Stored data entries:
○ ○ ○ ○ ○
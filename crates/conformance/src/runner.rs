//! Control runner - evaluates registered controls in parallel

use crate::comparator::{CheckStatus, ComparisonResult, compare};
use crate::control::{Control, Target};
use crate::correlator::{Correlation, Correlator};
use crate::declaration::Declaration;
use crate::entity::{Expected, ObservedEntity};
use crate::error::{Error, Result};
use crate::flags::FeatureFlags;
use crate::provider::{Observer, Selector};
use crate::registry::Registry;
use crate::report::{ControlResult, RunReport};
use crate::resolver::{Scope, resolve};
use chrono::Utc;
use rayon::prelude::*;
use serde_json::Value;

/// Options for a run
#[derive(Debug, Clone)]
pub struct RunOptions {
    /// Number of controls evaluated concurrently
    pub jobs: usize,
}

impl Default for RunOptions {
    fn default() -> Self {
        Self { jobs: 4 }
    }
}

/// Receives progress updates from worker threads
pub trait ProgressCallback: Sync {
    /// Called when a control starts
    fn on_control_start(&self, _id: &str) {}

    /// Called when a control finishes
    fn on_control_complete(&self, _result: &ControlResult) {}
}

/// Progress callback that ignores everything
#[derive(Debug, Clone, Copy, Default)]
pub struct NoProgress;

impl ProgressCallback for NoProgress {}

/// Evaluates controls against one declaration and one observer
pub struct Runner<'a> {
    declaration: &'a Declaration,
    flags: &'a FeatureFlags,
    observer: Observer,
    options: RunOptions,
}

impl<'a> Runner<'a> {
    /// Create a runner with default options
    pub fn new(declaration: &'a Declaration, flags: &'a FeatureFlags, observer: Observer) -> Self {
        Self {
            declaration,
            flags,
            observer,
            options: RunOptions::default(),
        }
    }

    /// Override run options
    pub fn with_options(mut self, options: RunOptions) -> Self {
        self.options = options;
        self
    }

    /// Run every registered control without progress reporting
    pub fn run(&self, registry: &Registry) -> Result<RunReport> {
        self.run_with_progress(registry, &NoProgress)
    }

    /// Run every registered control
    ///
    /// Fails only on errors that invalidate the whole run (for example a
    /// required declaration key that is missing). Correlation and
    /// observation failures are recorded against their control.
    pub fn run_with_progress<P: ProgressCallback>(
        &self,
        registry: &Registry,
        progress: &P,
    ) -> Result<RunReport> {
        let started_at = Utc::now();
        let jobs = self.options.jobs.max(1);
        log::info!("Running {} controls with {} jobs", registry.len(), jobs);

        let pool = rayon::ThreadPoolBuilder::new()
            .num_threads(jobs)
            .build()
            .map_err(|e| Error::Other(format!("Failed to create thread pool: {e}")))?;

        let results = pool.install(|| {
            registry
                .controls()
                .par_iter()
                .map(|control| {
                    progress.on_control_start(&control.id);
                    let result = self.run_control(control)?;
                    progress.on_control_complete(&result);
                    Ok(result)
                })
                .collect::<Result<Vec<_>>>()
        })?;

        Ok(RunReport::new(started_at, results))
    }

    /// Evaluate a single control
    pub fn run_control(&self, control: &Control) -> Result<ControlResult> {
        if let Some(reason) = control.skip_reason(self.flags) {
            log::debug!("Skipping control '{}': {}", control.id, reason);
            let checks = control
                .rules
                .paths()
                .map(|path| ComparisonResult::skipped(path, "", reason))
                .collect();
            return Ok(ControlResult::new(
                &control.id,
                &control.title,
                control.impact,
                checks,
                Vec::new(),
            ));
        }

        let mut evaluation = Evaluation::default();
        match &control.target {
            Target::Entities { kind, names } => {
                self.run_entities(control, kind, names, &mut evaluation)?;
            }
            Target::Groups { kind } => {
                let correlator = Correlator::exact(control.groups.keys().cloned())?;
                self.run_correlated(control, kind, &correlator, &mut evaluation)?;
            }
            Target::Prefixed { kind, prefix } => {
                let correlator = Correlator::prefix(prefix)?;
                self.run_correlated(control, kind, &correlator, &mut evaluation)?;
            }
        }

        let result = ControlResult::new(
            &control.id,
            &control.title,
            control.impact,
            evaluation.checks,
            evaluation.diagnostics,
        );
        log::debug!("Control '{}' {}", control.id, result.status);
        Ok(result)
    }

    fn run_entities(
        &self,
        control: &Control,
        kind: &str,
        names: &[String],
        evaluation: &mut Evaluation,
    ) -> Result<()> {
        for name in names {
            let selector = Selector::name(name);
            let exists = match self.observer.exists(kind, &selector) {
                Ok(exists) => exists,
                Err(e) => {
                    evaluation.diagnose(&control.id, Error::from(e))?;
                    continue;
                }
            };
            evaluation.checks.push(exists_check(name, exists));
            if !exists {
                continue;
            }

            let observed = match self.observer.get(kind, &selector) {
                Ok(observed) => observed,
                Err(e) => {
                    evaluation.diagnose(&control.id, Error::from(e))?;
                    continue;
                }
            };
            let scope = Scope {
                declaration: self.declaration,
                flags: self.flags,
                settings: &control.settings,
                group_name: None,
                group: None,
                instance: name,
            };
            let expected = resolve(&control.rules, &scope)?;
            evaluation.checks.extend(compare(&expected, &observed, name));
        }
        Ok(())
    }

    fn run_correlated(
        &self,
        control: &Control,
        kind: &str,
        correlator: &Correlator,
        evaluation: &mut Evaluation,
    ) -> Result<()> {
        let listed = match self
            .observer
            .list(kind, &Selector::pattern(correlator.pattern()))
        {
            Ok(listed) => listed,
            Err(e) => return evaluation.diagnose(&control.id, Error::from(e)),
        };

        // Correlation completes before any instance is compared
        let correlation: Correlation =
            correlator.correlate(listed.iter().filter_map(ObservedEntity::name));
        if let Err(errors) = correlation.require_all() {
            for error in errors {
                evaluation.diagnose(&control.id, error)?;
            }
        }

        for (logical, instance) in correlation.pairs() {
            let Some(observed) = listed.iter().find(|e| e.name() == Some(instance)) else {
                continue;
            };
            let group = control.groups.get(logical);
            let flags = match group {
                Some(group) => self.flags.overlay(&group.flags),
                None => self.flags.clone(),
            };
            let scope = Scope {
                declaration: self.declaration,
                flags: &flags,
                settings: &control.settings,
                group_name: group.map(|_| logical),
                group: group.map(|g| &g.spec),
                instance,
            };
            let expected = resolve(&control.rules, &scope)?;
            evaluation.checks.extend(compare(&expected, observed, instance));
        }
        Ok(())
    }
}

#[derive(Default)]
struct Evaluation {
    checks: Vec<ComparisonResult>,
    diagnostics: Vec<String>,
}

impl Evaluation {
    /// Record a per-control failure, or propagate a fatal one
    fn diagnose(&mut self, control_id: &str, error: Error) -> Result<()> {
        if error.is_fatal() {
            return Err(error);
        }
        log::warn!("Control '{}': {}", control_id, error);
        self.diagnostics.push(error.to_string());
        Ok(())
    }
}

fn exists_check(name: &str, exists: bool) -> ComparisonResult {
    ComparisonResult {
        path: "exists".to_string(),
        expected: Some(Expected::from(true)),
        actual: Some(Value::Bool(exists)),
        status: if exists {
            CheckStatus::Pass
        } else {
            CheckStatus::Fail
        },
        instance: name.to_string(),
        detail: (!exists).then(|| format!("'{name}' was not found")),
    }
}
//! Run results and summaries

use crate::comparator::{CheckStatus, ComparisonResult};
use chrono::{DateTime, Utc};
use serde::{Deserialize, Serialize};
use std::fmt;

/// Outcome of one control
#[derive(Debug, Clone, Copy, PartialEq, Eq, Serialize, Deserialize)]
#[serde(rename_all = "lowercase")]
pub enum ControlStatus {
    Passed,
    Failed,
    Skipped,
}

impl fmt::Display for ControlStatus {
    fn fmt(&self, f: &mut fmt::Formatter<'_>) -> fmt::Result {
        match self {
            Self::Passed => write!(f, "passed"),
            Self::Failed => write!(f, "failed"),
            Self::Skipped => write!(f, "skipped"),
        }
    }
}

/// Result of evaluating one control
#[derive(Debug, Clone, PartialEq, Serialize, Deserialize)]
pub struct ControlResult {
    #[serde(rename = "control_id")]
    pub id: String,
    pub title: String,
    pub impact: f64,
    pub status: ControlStatus,
    pub checks: Vec<ComparisonResult>,
    /// Correlation and observation failures
    #[serde(default, skip_serializing_if = "Vec::is_empty")]
    pub diagnostics: Vec<String>,
}

impl ControlResult {
    /// Build a result, deriving status from checks and diagnostics
    pub fn new(
        id: impl Into<String>,
        title: impl Into<String>,
        impact: f64,
        checks: Vec<ComparisonResult>,
        diagnostics: Vec<String>,
    ) -> Self {
        let status = if !diagnostics.is_empty() || checks.iter().any(ComparisonResult::failed) {
            ControlStatus::Failed
        } else if !checks.is_empty() && checks.iter().all(|c| c.status == CheckStatus::Skipped) {
            ControlStatus::Skipped
        } else {
            ControlStatus::Passed
        };
        Self {
            id: id.into(),
            title: title.into(),
            impact,
            status,
            checks,
            diagnostics,
        }
    }

    /// Whether the control failed
    pub fn failed(&self) -> bool {
        self.status == ControlStatus::Failed
    }

    /// Failed checks only
    pub fn failures(&self) -> impl Iterator<Item = &ComparisonResult> {
        self.checks.iter().filter(|c| c.failed())
    }
}

/// Counts across a run
#[derive(Debug, Clone, Default, PartialEq, Eq, Serialize, Deserialize)]
pub struct Summary {
    pub passed: usize,
    pub failed: usize,
    pub skipped: usize,
    pub checks_passed: usize,
    pub checks_failed: usize,
    pub checks_skipped: usize,
}

impl Summary {
    /// Total controls
    pub fn total(&self) -> usize {
        self.passed + self.failed + self.skipped
    }

    /// Total checks
    pub fn total_checks(&self) -> usize {
        self.checks_passed + self.checks_failed + self.checks_skipped
    }

    /// Add a control result to the summary
    pub fn add_result(&mut self, result: &ControlResult) {
        match result.status {
            ControlStatus::Passed => self.passed += 1,
            ControlStatus::Failed => self.failed += 1,
            ControlStatus::Skipped => self.skipped += 1,
        }
        for check in &result.checks {
            match check.status {
                CheckStatus::Pass => self.checks_passed += 1,
                CheckStatus::Fail => self.checks_failed += 1,
                CheckStatus::Skipped => self.checks_skipped += 1,
            }
        }
    }
}

/// Everything a run produced, ordered by control id
#[derive(Debug, Clone, PartialEq, Serialize, Deserialize)]
pub struct RunReport {
    pub started_at: DateTime<Utc>,
    pub controls: Vec<ControlResult>,
}

impl RunReport {
    /// Build a report; controls are sorted by id
    pub fn new(started_at: DateTime<Utc>, mut controls: Vec<ControlResult>) -> Self {
        controls.sort_by(|a, b| a.id.cmp(&b.id));
        Self {
            started_at,
            controls,
        }
    }

    /// Aggregate counts
    pub fn summary(&self) -> Summary {
        let mut summary = Summary::default();
        for result in &self.controls {
            summary.add_result(result);
        }
        summary
    }

    /// Every full-impact control passed or was skipped
    pub fn conformant(&self) -> bool {
        self.controls
            .iter()
            .filter(|c| c.impact >= 1.0)
            .all(|c| !c.failed())
    }

    /// Failed controls whose impact is at least `threshold`
    pub fn failed_at_or_above(&self, threshold: f64) -> Vec<&ControlResult> {
        self.controls
            .iter()
            .filter(|c| c.failed() && c.impact >= threshold)
            .collect()
    }

    /// Look a control result up by id
    pub fn control(&self, id: &str) -> Option<&ControlResult> {
        self.controls.iter().find(|c| c.id == id)
    }
}

#[cfg(test)]
mod tests {
    use super::*;
    use crate::entity::Expected;

    fn check(status: CheckStatus) -> ComparisonResult {
        ComparisonResult {
            path: "status".to_string(),
            expected: Some(Expected::from("RUNNING")),
            actual: None,
            status,
            instance: "demo".to_string(),
            detail: None,
        }
    }

    fn result(id: &str, impact: f64, status: CheckStatus) -> ControlResult {
        ControlResult::new(id, id, impact, vec![check(status)], Vec::new())
    }

    #[test]
    fn test_status_derivation() {
        assert_eq!(
            result("a", 1.0, CheckStatus::Pass).status,
            ControlStatus::Passed
        );
        assert_eq!(
            result("a", 1.0, CheckStatus::Fail).status,
            ControlStatus::Failed
        );
        assert_eq!(
            result("a", 1.0, CheckStatus::Skipped).status,
            ControlStatus::Skipped
        );
        let diagnosed = ControlResult::new(
            "a",
            "a",
            1.0,
            vec![check(CheckStatus::Pass)],
            vec!["no instance correlates to logical name 'pool-b'".to_string()],
        );
        assert!(diagnosed.failed());
    }

    #[test]
    fn test_sorted_and_summarized() {
        let report = RunReport::new(
            Utc::now(),
            vec![
                result("node_pools", 1.0, CheckStatus::Pass),
                result("api", 1.0, CheckStatus::Fail),
                result("gcr_role", 0.5, CheckStatus::Skipped),
            ],
        );
        let ids: Vec<_> = report.controls.iter().map(|c| c.id.as_str()).collect();
        assert_eq!(ids, ["api", "gcr_role", "node_pools"]);

        let summary = report.summary();
        assert_eq!(summary.passed, 1);
        assert_eq!(summary.failed, 1);
        assert_eq!(summary.skipped, 1);
        assert_eq!(summary.total(), 3);
        assert_eq!(summary.total_checks(), 3);
    }

    #[test]
    fn test_conformance_and_threshold() {
        let report = RunReport::new(
            Utc::now(),
            vec![
                result("cluster", 1.0, CheckStatus::Pass),
                result("kubeconfig", 0.7, CheckStatus::Fail),
                result("gcr_role", 0.5, CheckStatus::Fail),
            ],
        );
        assert!(report.conformant());
        assert_eq!(report.failed_at_or_above(0.7).len(), 1);
        assert_eq!(report.failed_at_or_above(0.5).len(), 2);
        assert!(report.failed_at_or_above(1.0).is_empty());

        let failing = RunReport::new(Utc::now(), vec![result("cluster", 1.0, CheckStatus::Fail)]);
        assert!(!failing.conformant());
    }

    #[test]
    fn test_serialized_shape() {
        let report = RunReport::new(Utc::now(), vec![result("cluster", 1.0, CheckStatus::Pass)]);
        let value = serde_json::to_value(&report).unwrap();
        let control = &value["controls"][0];
        assert_eq!(control["control_id"], "cluster");
        assert_eq!(control["impact"], 1.0);
        assert_eq!(control["checks"][0]["path"], "status");
        assert_eq!(control["checks"][0]["status"], "pass");
        assert_eq!(control["checks"][0]["expected"]["rule"], "exact");
        assert!(control.get("diagnostics").is_none());
    }
}
//! Typed extraction of declared infrastructure outputs
//!
//! Each profile reads its own subset of outputs so that a declaration for
//! the service account module alone can still be checked with `--profile sa`.

use conformance::{Declaration, FeatureFlags, KeyStyle, Result, merge_labels, override_value};
use regex::Regex;
use serde_json::{Map, Value};
use std::collections::BTreeMap;

/// Declaration output names
pub mod names {
    pub const PROJECT_ID: &str = "input_project_id";
    pub const EXPECTED_NAME: &str = "input_name";
    pub const LOCATION: &str = "output_location";
    pub const NAME: &str = "output_name";
    pub const SUBNET: &str = "output_subnet_json";
    pub const OPTIONS: &str = "output_options_json";
    pub const FEATURES: &str = "output_features_json";
    pub const MASTER_AUTHORIZED_NETWORKS: &str = "output_master_authorized_networks_json";
    pub const IS_AUTOPILOT: &str = "output_is_autopilot";
    pub const LABELS: &str = "output_labels_json";
    pub const SERVICE_ACCOUNT: &str = "output_service_account";
    pub const NODE_POOLS: &str = "output_node_pools_json";
    pub const AUTOSCALING: &str = "output_autoscaling_json";
    pub const MEMBER: &str = "output_member";
    pub const REPOSITORIES: &str = "output_repositories_json";
    pub const ID: &str = "output_id";
    pub const EMAIL: &str = "output_email";
    pub const DISPLAY_NAME: &str = "input_display_name";
    pub const DESCRIPTION: &str = "input_description";
    pub const ENDPOINT_URL: &str = "output_endpoint_url";
    pub const PUBLIC_ENDPOINT_URL: &str = "output_public_endpoint_url";
}

/// Display name given to the node service account when none was declared
pub const DEFAULT_DISPLAY_NAME: &str = "Generated GKE Service Account";

/// Description given to the node service account when none was declared
pub const DEFAULT_DESCRIPTION: &str = "A Terraform generated Service Account suitable for use by GKE nodes. The service account is intended to have minimal roles required to log and report base metrics to Google Cloud Operations.";

const MODULE: &str = "private-gke-cluster";
const AUTOPILOT_MODULE: &str = "private-gke-cluster_autopilot";

/// Truthiness of a declared value: anything but missing, null or `false`
pub fn truthy(value: Option<&Value>) -> bool {
    !matches!(value, None | Some(Value::Null | Value::Bool(false)))
}

/// Whether a declared value is missing or an empty string, list or map
pub fn blank(value: Option<&Value>) -> bool {
    value.is_none_or(conformance::resolver::is_empty_or_null)
}

/// Outputs of the cluster module
#[derive(Debug, Clone)]
pub struct ClusterInputs {
    pub project_id: String,
    pub expected_name: String,
    pub location: String,
    pub name: String,
    pub subnet: Value,
    pub options: Value,
    pub features: Value,
    pub master_authorized_networks: Value,
    pub is_autopilot: bool,
    pub labels: BTreeMap<String, String>,
    pub service_account: String,
    /// Pool name → pool spec; keys are data, kept verbatim
    pub node_pools: Value,
    pub autoscaling: Value,
}

impl ClusterInputs {
    /// Extract and decode every cluster output
    pub fn from_declaration(declaration: &Declaration) -> Result<Self> {
        let labels = declaration.decode(names::LABELS, KeyStyle::Verbatim)?;
        Ok(Self {
            project_id: declaration.string(names::PROJECT_ID)?.to_string(),
            expected_name: declaration.string(names::EXPECTED_NAME)?.to_string(),
            location: declaration.string(names::LOCATION)?.to_string(),
            name: declaration.string(names::NAME)?.to_string(),
            subnet: declaration.decode(names::SUBNET, KeyStyle::Symbol)?,
            options: declaration.decode(names::OPTIONS, KeyStyle::Symbol)?,
            features: declaration.decode(names::FEATURES, KeyStyle::Symbol)?,
            master_authorized_networks: declaration
                .decode_or_null(names::MASTER_AUTHORIZED_NETWORKS, KeyStyle::Symbol)?,
            is_autopilot: declaration.bool_or(names::IS_AUTOPILOT, false),
            labels: conformance::resolver::string_map(&labels),
            service_account: declaration.string(names::SERVICE_ACCOUNT)?.to_string(),
            node_pools: declaration.decode_or_null(names::NODE_POOLS, KeyStyle::Verbatim)?,
            autoscaling: declaration.decode_or_null(names::AUTOSCALING, KeyStyle::Symbol)?,
        })
    }

    /// Global feature toggles for cluster controls
    pub fn flags(&self) -> FeatureFlags {
        let mut flags = FeatureFlags::new();
        flags
            .set_bool("autopilot", self.is_autopilot)
            .set_bool("private_endpoint", truthy(self.options.get("private_endpoint")))
            .set_bool("kms", !blank(self.options.get("kms")))
            .set_bool("nap", self.nap().is_some_and(|nap| !nap.is_empty()));
        for feature in [
            "tpu",
            "l7_lb",
            "hpa",
            "csi_gce_pd",
            "binary_authorization",
            "alpha",
        ] {
            flags.set_bool(feature, truthy(self.features.get(feature)));
        }
        if let Some(channel) = self.options.get("release_channel").and_then(Value::as_str) {
            flags.set_choice("release_channel", channel);
        }
        flags
    }

    fn self_link(&self) -> &str {
        self.subnet
            .get("self_link")
            .and_then(Value::as_str)
            .unwrap_or_default()
    }

    /// Subnetwork name: last segment of the subnet self link
    pub fn subnetwork(&self) -> Option<&str> {
        self.self_link().rsplit('/').next().filter(|s| !s.is_empty())
    }

    /// Region: third segment from the end of the subnet self link
    pub fn region(&self) -> Option<&str> {
        self.self_link().rsplit('/').nth(2).filter(|s| !s.is_empty())
    }

    /// Value of the `terraform_module` label for this cluster flavour
    pub fn terraform_module(&self) -> &'static str {
        if self.is_autopilot {
            AUTOPILOT_MODULE
        } else {
            MODULE
        }
    }

    /// Expected cluster resource labels
    pub fn cluster_labels(&self) -> BTreeMap<String, String> {
        let base = BTreeMap::from([
            ("cluster_name".to_string(), self.name.clone()),
            (
                "terraform_module".to_string(),
                self.terraform_module().to_string(),
            ),
        ]);
        merge_labels(&base, &self.labels)
    }

    /// Labels every module-managed node pool carries before per-pool labels
    pub fn node_pool_labels(&self) -> BTreeMap<String, String> {
        let base = BTreeMap::from([("terraform_module".to_string(), MODULE.to_string())]);
        merge_labels(&base, &self.labels)
    }

    /// Declared node pools by logical name
    pub fn node_pools(&self) -> Option<&Map<String, Value>> {
        self.node_pools.as_object()
    }

    /// Node auto-provisioning defaults, when requested
    pub fn nap(&self) -> Option<&Map<String, Value>> {
        self.autoscaling.get("nap").and_then(Value::as_object)
    }

    /// Workload identity pool derived from the project
    pub fn workload_pool(&self) -> String {
        format!("{}.svc.id.goog", self.project_id)
    }
}

/// Outputs of the service account module
#[derive(Debug, Clone)]
pub struct AccountInputs {
    pub project_id: String,
    pub member: String,
    pub id: String,
    pub email: String,
    pub display_name: String,
    pub description: String,
    pub repositories: Vec<String>,
}

impl AccountInputs {
    /// Extract every service account output
    pub fn from_declaration(declaration: &Declaration) -> Result<Self> {
        let repositories = declaration.decode_or_null(names::REPOSITORIES, KeyStyle::Verbatim)?;
        Ok(Self {
            project_id: declaration.string(names::PROJECT_ID)?.to_string(),
            member: declaration.string(names::MEMBER)?.to_string(),
            id: declaration.string(names::ID)?.to_string(),
            email: declaration.string(names::EMAIL)?.to_string(),
            display_name: declaration
                .string_or(names::DISPLAY_NAME, DEFAULT_DISPLAY_NAME)
                .to_string(),
            description: declaration
                .string_or(names::DESCRIPTION, DEFAULT_DESCRIPTION)
                .to_string(),
            repositories: repositories
                .as_array()
                .map(|repos| {
                    repos
                        .iter()
                        .filter_map(Value::as_str)
                        .map(ToString::to_string)
                        .collect()
                })
                .unwrap_or_default(),
        })
    }

    /// Feature toggles for account controls
    pub fn flags(&self) -> Result<FeatureFlags> {
        let mut flags = FeatureFlags::new();
        flags
            .set_bool("gcr", !self.gcr_buckets()?.is_empty())
            .set_bool("gar", !self.gar_repositories()?.is_empty());
        Ok(flags)
    }

    /// Storage buckets backing the declared Container Registry repositories
    ///
    /// `us.gcr.io/my-project` is backed by `us.artifacts.my-project.appspot.com`.
    pub fn gcr_buckets(&self) -> Result<Vec<String>> {
        let repo = Regex::new(r"^(?<location>[^./]+\.)?gcr\.io/(?<name>[^/]+)")?;
        let hosts = Regex::new(r"^(?:(?:asia|eu|us)\.)?gcr\.io")?;
        Ok(self
            .repositories
            .iter()
            .filter(|r| hosts.is_match(r))
            .filter_map(|r| repo.captures(r))
            .map(|caps| {
                let location = caps.name("location").map_or("", |m| m.as_str());
                format!("{location}artifacts.{}.appspot.com", &caps["name"])
            })
            .collect())
    }

    /// Artifact Registry repository resource names
    pub fn gar_repositories(&self) -> Result<Vec<String>> {
        let repo = Regex::new(
            r"^(?<location>[a-z]{2,}(?:-[a-z]+[1-9])?)-docker\.pkg\.dev/(?<project>[^/]+)/(?<name>[^/]+)",
        )?;
        Ok(self
            .repositories
            .iter()
            .filter_map(|r| repo.captures(r))
            .map(|caps| {
                format!(
                    "projects/{}/locations/{}/repositories/{}",
                    &caps["project"], &caps["location"], &caps["name"]
                )
            })
            .collect())
    }
}

/// Outputs needed to reach the cluster API
#[derive(Debug, Clone)]
pub struct AccessInputs {
    /// Address checked; the public endpoint wins when declared
    pub endpoint_url: String,
}

impl AccessInputs {
    /// Extract the endpoint address
    pub fn from_declaration(declaration: &Declaration) -> Result<Self> {
        let computed = declaration.string(names::ENDPOINT_URL)?;
        let public = declaration.optional_string(names::PUBLIC_ENDPOINT_URL);
        Ok(Self {
            endpoint_url: override_value(computed, public),
        })
    }
}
○ ○ ○ ○ ○
→ **Your goal**: Where a line of the records contains the word "that", count it; state only the final tally.

→ **Answer section**: 4